Love that three.  Also enjoy "V", I forgot that one.
My brother and I was totally into it. 

Krystal


----------



## tokyogirl

did anyone use to watch 'Eerie, Indiana'?  i loved that show.


----------



## DarkCity545

Time Trax was great! Tracker starring Adrian Paul (Highlander) has a show with the SAME plot (but it sucks).

Mann & Machine was a great show it starred Yancy Butler who nows plays The Witchblade.

Starman has been brought back by Scifi, it plays early in the afternoon in the States.

Eerrie Indiana was great but short lived!! So was American Gothic! 

Sliders is back on Scifi!!!


----------



## Tabitha

> _Originally posted by tokyogirl _
> *did anyone use to watch 'Eerie, Indiana'?  i loved that show. *


So weird!  I was just thinking of coming in here and posting a thread about Eerie Indiana!  I loved the show, it was sooo strange.  I wonder what ever happened to the kids?   I always thought of it as a supernatural "Wonder Years".


----------



## tokyogirl

know which one i always remember?  the one with the girl that could draw things and then make them real.  i always thought that was so cool.


----------



## Lonewolf89

I've never caught a showing but I've read most of the episode synopsis at the Fan Sites:

Deepwater Black aka Mission Genesis.

Has anyone seen it?


----------



## DarkCity545

> _Originally posted by Tabitha _
> *supernatural "Wonder Years". *



ROFLMAO!!!


----------



## Dave

I've thought of a few more from my youth....

*The Tomorrow People*

I started a thread on this because it is still shown, and there was a recent re-imaging series.
http://www.ascifi.com/forums/showthread.php?threadid=14521

*The Ace of Wands*

I never really got to see it.

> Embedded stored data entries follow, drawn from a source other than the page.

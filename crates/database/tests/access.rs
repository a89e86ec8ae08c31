mod common;

use common::{TERM, create_assessment, fixture, insert_department, insert_user, principal, setup};
use database::{
    ServiceError,
    entities::user,
    services::access::{
        Principal, can_view_assessment, find_active_assessment, require_assignment,
    },
};
use models::{role::Role, term::Term};
use sea_orm::{ActiveModelTrait, Set};
use uuid::Uuid;

#[tokio::test]
async fn test_resolve_rejects_unknown_or_inactive_users() {
    let db = setup().await;
    let fx = fixture(&db).await;

    let err = Principal::resolve(&db, Uuid::new_v4()).await.unwrap_err();
    assert!(matches!(err, ServiceError::Unauthenticated));

    let mut retired: user::ActiveModel = fx.outsider.user.clone().into();
    retired.is_active = Set(false);
    retired.update(&db).await.unwrap();
    let err = Principal::resolve(&db, fx.outsider.user_id())
        .await
        .unwrap_err();
    assert!(matches!(err, ServiceError::Unauthenticated));
}

#[tokio::test]
async fn test_department_management_scope() {
    let db = setup().await;
    let fx = fixture(&db).await;

    assert!(fx.hod.can_manage_department(&fx.department));
    assert!(!fx.lecturer.can_manage_department(&fx.department));

    let headed = fx.hod.headed_department(&db).await.unwrap();
    assert_eq!(headed.id, fx.department.id);

    let err = fx.lecturer.headed_department(&db).await.unwrap_err();
    assert!(matches!(err, ServiceError::Forbidden(_)));

    // A HOD role alone does not grant another department
    let physics = insert_department(&db, &fx.program, "PHY").await;
    let err = fx
        .hod
        .require_department_manager(&db, physics.id)
        .await
        .unwrap_err();
    assert!(matches!(err, ServiceError::Forbidden(_)));

    let stray = insert_user(&db, Role::Hod, Some(physics.id), "stray@test.edu").await;
    let err = principal(&db, stray.id)
        .await
        .headed_department(&db)
        .await
        .unwrap_err();
    assert!(matches!(err, ServiceError::Forbidden(_)));
}

#[tokio::test]
async fn test_admin_bypasses_department_checks() {
    let db = setup().await;
    let fx = fixture(&db).await;
    let admin = insert_user(&db, Role::Admin, Some(fx.department.id), "admin@test.edu").await;
    let admin = principal(&db, admin.id).await;

    assert!(admin.is_admin());
    assert!(admin.can_manage_department(&fx.department));
    let course = admin.require_course_hod(&db, fx.course.id).await.unwrap();
    assert_eq!(course.id, fx.course.id);
    let headed = admin.headed_department(&db).await.unwrap();
    assert_eq!(headed.id, fx.department.id);
}

#[tokio::test]
async fn test_faculty_scope_checks() {
    let db = setup().await;
    let fx = fixture(&db).await;

    let err = fx.hod.faculty_profile(&db).await.unwrap_err();
    assert!(matches!(err, ServiceError::FacultyProfileNotFound));

    require_assignment(&db, fx.lecturer_profile.id, fx.course.id, Some(TERM))
        .await
        .unwrap();
    let err = require_assignment(
        &db,
        fx.lecturer_profile.id,
        fx.course.id,
        Some(Term::new(2, TERM.year)),
    )
    .await
    .unwrap_err();
    assert!(matches!(err, ServiceError::NotAssigned { .. }));

    let id = create_assessment(&db, &fx, "Quiz", 10.0).await;
    let assessment = find_active_assessment(&db, id).await.unwrap();
    assert!(can_view_assessment(&db, &fx.colleague_profile, &assessment).await.unwrap());
    assert!(!can_view_assessment(&db, &fx.outsider_profile, &assessment).await.unwrap());

    let err = find_active_assessment(&db, Uuid::new_v4()).await.unwrap_err();
    assert!(matches!(err, ServiceError::NotFound { entity: "Assessment", .. }));
}
use sea_orm_migration::prelude::*;

#[async_std::main]
async fn main() {
    cli::run_cli(migration::Migrator).await;
}
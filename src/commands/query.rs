//! Read-only command handlers: the day list and the category breakdown.

use crate::args::BreakdownArgs;
use crate::commands::Out;
use crate::model::{Amount, CategoryAggregate, DayGroup};
use crate::store::TransactionStore;

/// Lists every transaction grouped under its day label.
pub fn list(store: &TransactionStore) -> Out<Vec<DayGroup>> {
    let groups = store.grouped_by_day();
    if groups.is_empty() {
        return Out::new_message("No transactions yet");
    }

    let lines: Vec<String> = groups
        .iter()
        .flat_map(|group| {
            std::iter::once(group.label().to_string()).chain(group.transactions().iter().map(|t| {
                format!(
                    "  {:>12}  {:<20} {} {}",
                    t.amount().to_string(),
                    t.category().title(),
                    t.date().format("%H:%M"),
                    t.id()
                )
            }))
        })
        .collect();
    Out::new(lines.join("\n"), groups.to_vec())
}

/// Shows expense totals per category for the window selected by `args`. The window stays set on
/// the store afterwards.
pub fn breakdown(store: &mut TransactionStore, args: BreakdownArgs) -> Out<Vec<CategoryAggregate>> {
    store.set_window(args.window());
    let caption = store.window_caption();
    let aggregates = store.expenses_by_category();

    let total = format!("Total expenses: {}", Amount::new(store.total_expenses()));
    let lines: Vec<String> = [caption, total]
        .into_iter()
        .chain(aggregates.iter().map(|aggregate| {
            format!(
                "  {:<20} {:>12}",
                aggregate.category().title(),
                Amount::new(aggregate.amount().round() as i64).to_string()
            )
        }))
        .collect();
    let message = lines.join("\n");
    Out::new(message, aggregates.to_vec())
}
pub type Error = anyhow::Error;
pub type Result<T> = std::result::Result<T, Error>;

/// Failures that can happen while moving the transaction list in and out of storage.
///
/// None of these are fatal. The store logs them and carries on with whatever it holds in memory.
#[derive(Debug, thiserror::Error)]
pub enum PersistError {
    /// The stored blob exists but could not be decoded.
    #[error("unable to decode the stored transactions: {0}")]
    Deserialization(#[source] serde_json::Error),

    /// The in-memory list could not be encoded.
    #[error("unable to encode the transactions: {0}")]
    Serialization(#[source] serde_json::Error),

    /// The storage backend failed to read or write `key`.
    #[error("unable to access '{key}' in storage: {message}")]
    Storage { key: String, message: String },
}

impl PersistError {
    pub(crate) fn storage(key: &str, e: &Error) -> Self {
        Self::Storage {
            key: key.to_string(),
            message: format!("{e:#}"),
        }
    }
}
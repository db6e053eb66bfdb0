use crate::Result;
use anyhow::Context;
use serde::de::DeserializeOwned;
use std::path::{Path, PathBuf};

/// Write a file.
pub(crate) fn write(path: impl AsRef<Path>, contents: impl AsRef<[u8]>) -> Result<()> {
    let path = path.as_ref();
    std::fs::write(path, contents)
        .context(format!("Unable to write to {}", path.to_string_lossy()))
}

/// Move `from` over `to`, replacing `to` if it exists.
pub(crate) fn rename(from: impl AsRef<Path>, to: impl AsRef<Path>) -> Result<()> {
    std::fs::rename(from.as_ref(), to.as_ref()).with_context(|| {
        format!(
            "Unable to move file from '{}' to '{}'",
            from.as_ref().to_string_lossy(),
            to.as_ref().to_string_lossy()
        )
    })
}

/// Read a file to a `String`.
pub(crate) fn read(path: &Path) -> Result<String> {
    std::fs::read_to_string(path).with_context(|| format!("Failed to read file at {}", path.display()))
}

/// Read a file to bytes.
pub(crate) fn read_bytes(path: &Path) -> Result<Vec<u8>> {
    std::fs::read(path).with_context(|| format!("Failed to read file at {}", path.display()))
}

/// Deserialize a JSON file into type `T`.
pub(crate) fn deserialize<T>(path: &Path) -> Result<T>
where
    T: DeserializeOwned,
{
    let content = read(path)?;
    serde_json::from_str(&content)
        .with_context(|| format!("Failed to parse JSON file at {}", path.display()))
}

/// Create a directory and any missing parents.
pub(crate) fn make_dir(p: &Path) -> Result<()> {
    std::fs::create_dir_all(p)
        .with_context(|| format!("Unable to create directory at {}", p.to_string_lossy()))
}

/// Resolve `p` to an absolute path with symlinks followed.
pub(crate) fn canonicalize(p: &Path) -> Result<PathBuf> {
    std::fs::canonicalize(p)
        .with_context(|| format!("Unable to canonicalize the path {}", p.to_string_lossy()))
}
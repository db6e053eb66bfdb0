//! Update command handler.

use crate::args::UpdateArgs;
use crate::commands::Out;
use crate::model::{Category, Transaction, DEFAULT_ICON};
use crate::store::TransactionStore;
use crate::Result;
use anyhow::{bail, ensure, Context};
use tracing::debug;

/// Replaces the transaction with the given ID by a copy carrying the requested changes. Fields
/// that are not given keep their current values. When the category title changes and no icon is
/// given, the icon falls back to the default.
pub fn update(store: &mut TransactionStore, args: UpdateArgs) -> Result<Out<Transaction>> {
    let id = args.id();
    let current = store
        .get(id)
        .cloned()
        .with_context(|| format!("No transaction with ID {id}"))?;

    let category = match (args.category().map(str::trim), args.icon()) {
        (Some(""), _) => bail!("The category title cannot be empty"),
        (Some(title), Some(icon)) => Category::new(title, icon),
        (Some(title), None) if title == current.category().title() => current.category().clone(),
        (Some(title), None) => Category::new(title, DEFAULT_ICON),
        (None, Some(icon)) => Category::new(current.category().title(), icon),
        (None, None) => current.category().clone(),
    };
    let amount = args.amount().unwrap_or(current.amount());
    let date = args.date().map(|d| d.start()).unwrap_or(current.date());

    let updated = Transaction::with_id(id, date, amount, category);
    debug!("Replacing {current:?} with {updated:?}");
    ensure!(store.replace(id, updated.clone()), "No transaction with ID {id}");

    Ok(Out::new(format!("Updated transaction {id}"), updated))
}

#[cfg(test)]
mod tests {
    use super::*;
    use crate::args::DateArg;
    use crate::model::Amount;
    use crate::test::{at, TestEnv};
    use uuid::Uuid;

    fn seeded(env: &TestEnv) -> (TransactionStore, Transaction) {
        let mut store = env.store();
        let original = Transaction::new(
            at(2025, 3, 20, 10),
            Amount::new(-50),
            Category::new("Coffee", "cup"),
        );
        store.add(original.clone());
        (store, original)
    }

    #[test]
    fn test_update_amount_keeps_id_and_category() {
        let env = TestEnv::new();
        let (mut store, original) = seeded(&env);

        let out = update(
            &mut store,
            UpdateArgs::new(original.id()).with_amount(65, false),
        )
        .unwrap();
        let updated = out.structure().unwrap();

        assert_eq!(updated.id(), original.id());
        assert_eq!(updated.amount(), Amount::new(-65));
        assert_eq!(updated.category().icon(), "cup");
        assert_eq!(store.transactions(), &[updated.clone()]);
        assert_eq!(env.store().transactions(), &[updated.clone()]);
    }

    #[test]
    fn test_update_new_category_resets_icon() {
        let env = TestEnv::new();
        let (mut store, original) = seeded(&env);

        let out = update(
            &mut store,
            UpdateArgs::new(original.id()).with_category("Tea"),
        )
        .unwrap();

        let category = out.structure().unwrap().category();
        assert_eq!(category.title(), "Tea");
        assert_eq!(category.icon(), DEFAULT_ICON);
    }

    #[test]
    fn test_update_icon_and_date() {
        let env = TestEnv::new();
        let (mut store, original) = seeded(&env);

        let out = update(
            &mut store,
            UpdateArgs::new(original.id())
                .with_icon("mug")
                .with_date(DateArg::At(at(2025, 3, 21, 8))),
        )
        .unwrap();
        let updated = out.structure().unwrap();

        assert_eq!(updated.category().title(), "Coffee");
        assert_eq!(updated.category().icon(), "mug");
        assert_eq!(updated.date(), at(2025, 3, 21, 8));
        assert_eq!(updated.amount(), original.amount());
    }

    #[test]
    fn test_update_unknown_id_fails() {
        let env = TestEnv::new();
        let (mut store, original) = seeded(&env);

        let err = update(&mut store, UpdateArgs::new(Uuid::new_v4()).with_amount(1, true));

        assert!(err.unwrap_err().to_string().starts_with("No transaction"));
        assert_eq!(store.transactions(), &[original]);
    }
}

I've just posted about why here:
http://www.ascifi.com/forums/showthread.php?threadid=14514

*Catweazle*

Even I'm a little too young for this one, but I've seen some repeats, and it was essential viewing for those a few years my senior.

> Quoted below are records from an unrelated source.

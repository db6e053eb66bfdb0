//! Localized strings used when labelling days and date windows.

use chrono::{Datelike, NaiveDate};
use serde::{Deserialize, Serialize};

/// Produces the locale-specific pieces of day labels.
pub trait Localize: Send + Sync {
    /// The label for transactions made today.
    fn today(&self) -> &str;

    /// The label for transactions made yesterday.
    fn yesterday(&self) -> &str;

    /// The month name as it appears after a day number, e.g. `марта` in `5 марта`. `month` is
    /// 1-based. Unknown months produce an empty string.
    fn month_name(&self, month: u32) -> &str;

    /// Formats `date` as `<day> <Month>` with the month capitalized, e.g. `5 Марта`.
    fn day_month(&self, date: NaiveDate) -> String {
        format!("{} {}", date.day(), capitalize(self.month_name(date.month())))
    }
}

/// The locales the app ships labels for.
#[derive(
    Debug,
    Default,
    Clone,
    Copy,
    PartialEq,
    Eq,
    Hash,
    Serialize,
    Deserialize,
    clap::ValueEnum,
)]
#[serde(rename_all = "lowercase")]
pub enum Locale {
    #[default]
    En,
    Ru,
}

serde_plain::derive_display_from_serialize!(Locale);
serde_plain::derive_fromstr_from_deserialize!(Locale);

impl Locale {
    /// Picks `Ru` when the first of `LC_ALL`, `LC_MESSAGES` or `LANG` that is set starts with `ru`.
    pub fn from_env() -> Self {
        let lang = ["LC_ALL", "LC_MESSAGES", "LANG"]
            .iter()
            .filter_map(|key| std::env::var(key).ok())
            .find(|value| !value.is_empty());
        match lang {
            Some(value) => Self::from_language_tag(&value),
            None => Self::default(),
        }
    }

    /// Maps a POSIX or BCP 47 language tag such as `ru_RU.UTF-8` or `en-US` onto a `Locale`.
    pub fn from_language_tag(tag: &str) -> Self {
        if tag.to_lowercase().starts_with("ru") {
            Locale::Ru
        } else {
            Locale::En
        }
    }
}

impl Localize for Locale {
    fn today(&self) -> &str {
        match self {
            Locale::En => "Today",
            Locale::Ru => "Сегодня",
        }
    }

    fn yesterday(&self) -> &str {
        match self {
            Locale::En => "Yesterday",
            Locale::Ru => "Вчера",
        }
    }

    fn month_name(&self, month: u32) -> &str {
        let names = match self {
            Locale::En => &EN_MONTHS,
            Locale::Ru => &RU_MONTHS,
        };
        month
            .checked_sub(1)
            .and_then(|ix| names.get(ix as usize))
            .copied()
            .unwrap_or_default()
    }
}

const EN_MONTHS: [&str; 12] = [
    "january",
    "february",
    "march",
    "april",
    "may",
    "june",
    "july",
    "august",
    "september",
    "october",
    "november",
    "december",
];

// Genitive forms, which is what follows a day number in Russian.
const RU_MONTHS: [&str; 12] = [
    "января",
    "февраля",
    "марта",
    "апреля",
    "мая",
    "июня",
    "июля",
    "августа",
    "сентября",
    "октября",
    "ноября",
    "декабря",
];

fn capitalize(s: &str) -> String {
    let mut chars = s.chars();
    match chars.next() {
        Some(first) => first.to_uppercase().chain(chars).collect(),
        None => String::new(),
    }
}
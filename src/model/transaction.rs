use crate::model::{Amount, Category};
use chrono::NaiveDateTime;
use serde::{Deserialize, Serialize};
use uuid::Uuid;

/// A single recorded expense or income entry.
#[derive(Debug, Clone, PartialEq, Eq, Serialize, Deserialize)]
pub struct Transaction {
    id: Uuid,
    date: NaiveDateTime,
    amount: Amount,
    category: Category,
}

impl Transaction {
    /// Creates a transaction with a fresh random identifier.
    pub fn new(date: NaiveDateTime, amount: impl Into<Amount>, category: Category) -> Self {
        Self::with_id(Uuid::new_v4(), date, amount, category)
    }

    pub fn with_id(
        id: Uuid,
        date: NaiveDateTime,
        amount: impl Into<Amount>,
        category: Category,
    ) -> Self {
        Self {
            id,
            date,
            amount: amount.into(),
            category,
        }
    }

    pub fn id(&self) -> Uuid {
        self.id
    }

    pub fn date(&self) -> NaiveDateTime {
        self.date
    }

    pub fn amount(&self) -> Amount {
        self.amount
    }

    pub fn category(&self) -> &Category {
        &self.category
    }

    /// Returns the same transaction under identifier `id`.
    pub(crate) fn reidentified(mut self, id: Uuid) -> Self {
        self.id = id;
        self
    }
}
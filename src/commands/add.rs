//! Add command handler.

use crate::args::AddArgs;
use crate::commands::Out;
use crate::model::{Category, Transaction};
use crate::store::TransactionStore;
use crate::Result;
use anyhow::ensure;
use tracing::debug;

/// Records a new transaction. The date defaults to the store's current time.
pub fn add(store: &mut TransactionStore, args: AddArgs) -> Result<Out<Transaction>> {
    let title = args.category().trim();
    ensure!(!title.is_empty(), "The category title cannot be empty");

    let category = match args.icon() {
        Some(icon) => Category::new(title, icon),
        None => Category::titled(title),
    };
    let date = args.date().map(|d| d.start()).unwrap_or_else(|| store.now());
    let transaction = Transaction::new(date, args.amount(), category);
    debug!("Adding {transaction:?}");

    store.add(transaction.clone());
    let message = format!(
        "Added {} in {} on {} ({})",
        transaction.amount(),
        transaction.category().title(),
        transaction.date().format("%Y-%m-%d %H:%M"),
        transaction.id()
    );
    Ok(Out::new(message, transaction))
}
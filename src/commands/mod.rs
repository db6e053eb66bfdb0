//! Command handlers for the expenses CLI.
//!
//! This module contains implementations for all CLI subcommands. Each handler works on an open
//! `TransactionStore` and returns an `Out` describing what happened.

mod add;
mod delete;
mod query;
mod update;

use serde::Serialize;
use std::fmt::Debug;
use tracing::{debug, info};

pub use add::add;
pub use delete::delete;
pub use query::{breakdown, list};
pub use update::update;

/// The output type for a command. This allows the command to return a consistent message and,
/// optionally, structured data.
#[derive(Debug, Clone, Serialize)]
pub struct Out<T>
where
    T: Serialize + Clone + Debug,
{
    /// A message that can be printed to the user regarding the outcome of the command execution.
    message: String,

    /// Any structured data that needs to be output from the call.
    structure: Option<T>,
}

impl<T> Out<T>
where
    T: Serialize + Clone + Debug,
{
    /// Create a new `Out` object that has `Some(structure)`.
    pub fn new<S>(message: S, structure: T) -> Self
    where
        S: Into<String>,
    {
        Self {
            message: message.into(),
            structure: Some(structure),
        }
    }

    /// Create a new `Out` object that has `None` for `structure`.
    pub fn new_message<S>(message: S) -> Self
    where
        S: Into<String>,
    {
        Self {
            message: message.into(),
            structure: None,
        }
    }

    pub fn message(&self) -> &str {
        &self.message
    }

    pub fn structure(&self) -> Option<&T> {
        self.structure.as_ref()
    }

    /// Print the message to `info!` and the structured data (if it exists) as JSON to `debug!`.
    pub fn print(&self) {
        info!("{}", self.message);
        if let Some(structure) = self.structure() {
            if let Ok(json) = serde_json::to_string_pretty(structure) {
                debug!("Command output:\n\n{json}\n\n");
            }
        }
    }
}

> _from members.tripod.com/~eraust/fbabfactfile/catweazle.html _
> 
> Catweazle was a magician who lived in the eleventh century, but however hard he tried, his spells hardly ever worked.
> 
> Then one day was different. First of all he had two bad omens - a bad dream and an owl hooting in daylight. Then Norman soldiers tried to capture him, so in desperation he used some magic, and it worked! The only trouble was that it had worked in the wrong way: Catweazle flew through Time instead of Space, and ended up in a place Hexwood Farm, nine centuries later, where of course he thought everything he saw - motor cars, telephones, electric light ('Electrickery') - all happened by magic.
> 
> How Catweazle is befriended by the farmer's son, Carrot, and how he finds his feet in the twentieth century, while hiding from the world in a water tower, makes a riotously funny story, as anyone who has watched the London Weekend Television serial of Catweazle will know.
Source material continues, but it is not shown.